Ich hätte im Moment nur eine Idee - dass die Verdunstung die treibende Kraft ist und auch die nötige Energie liefert. Also der Grossteil des Wassers verdunstet, und dadurch wird ein anderer Teil des Wassers mitgerissen, der dann den Weg über den Beckenrand nimmt. Vielleicht entsteht beim Verdunsten irgendwo ein Unterdruck, der irgendeinen anderen Prozess antreibt.
Also es ist längst nicht so trivial wie einige denken.

Olaf

Wie wäre es mit folgender Erklärung:

Das Wasser wird (mit Spülmittel) im Lappen hochgesaugt und kommt am anderen Ende erst einmal zum Stillstand, weil dieses über der Wasseroberfläche hängt.

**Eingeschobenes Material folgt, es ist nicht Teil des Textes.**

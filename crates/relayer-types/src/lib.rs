// Copyright 2022 Webb Technologies Inc.
//
// Licensed under the Apache License, Version 2.0 (the "License");
// you may not use this file except in compliance with the License.
// You may obtain a copy of the License at
//
// http://www.apache.org/licenses/LICENSE-2.0
//
// Unless required by applicable law or agreed to in writing, software
// distributed under the License is distributed on an "AS IS" BASIS,
// WITHOUT WARRANTIES OR CONDITIONS OF ANY KIND, either express or implied.
// See the License for the specific language governing permissions and
// limitations under the License.

//! Types shared between the hub relayer crates: signing identities, stored
//! transactions, hub events and the relay request wire format.

/// Amounts of wei as they appear in config files.
pub mod amount;
/// Events emitted by the relay hub and the stake manager.
pub mod hub;
/// Signing identities.
pub mod identity;
/// Private keys loaded from config or the environment.
pub mod private_key;
/// Relay request and response payloads.
pub mod relay;
/// RPC endpoint url.
pub mod rpc_url;
/// Transactions signed by the relayer.
pub mod transaction;

pub use amount::Amount;
pub use hub::{HubEvent, LoggedEvent, PaymasterGasLimits, StakeInfo};
pub use identity::Identity;
pub use transaction::{ServerAction, StoredTransaction};

/// Resolves `$VAR` references to the value of the environment variable,
/// anything else is returned as is.
pub(crate) fn from_env_or_literal(value: &str) -> Result<String, String> {
    match value.strip_prefix('$') {
        Some(var) => {
            tracing::trace!("Reading {} from env", var);
            std::env::var(var).map_err(|e| {
                format!("error while loading this env {var}: {e}")
            })
        }
        None => Ok(value.to_owned()),
    }
}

Nun verdunstet Wasser (ohne Spülmittel) aus dem Lappen und neues Wasser (mit Spülmittel) strömt nach. Auf diese Weise steigt die Spülmittelkonzentration am oberen Ende des Lappens. Durch die steigende Spülmittelkonzentration sinkt die Oberflächenspannung am oberen Ende, wodurch die Kapillarität nachlässt.

Je geringer die kapillarität um so weniger wird das Wasser im Lappen festgehalten und irgendwann ist dann wohl eine Grenze überschritten worden, ab der das Wasser aus dem Lappen tropft, während am unteren Ende (bei geringerer Spülmittelkonzentration) neues nachfließt.

Im statioären Zustand müßte erstens genauso viel Spülmittel nachfließen wie heraus tropft und zweitens müßte die Menge des nachfließenden Wassers gleich der Summe des verdunstenden und heraustropfenden Wassers sein. Da die Tropfgeschwindigkeit somit proportional zur Verdunstung ist, müßte man diese Theorie experimentell überprüfen können, indem man die Verdunstung erhöht (z.B. mit einem Ventilator). Dabei müßte sich auch die Tropfgeschwindigkeit erhöhen.

Hallo
Das muß ich ja glatt einmal ausprobieren.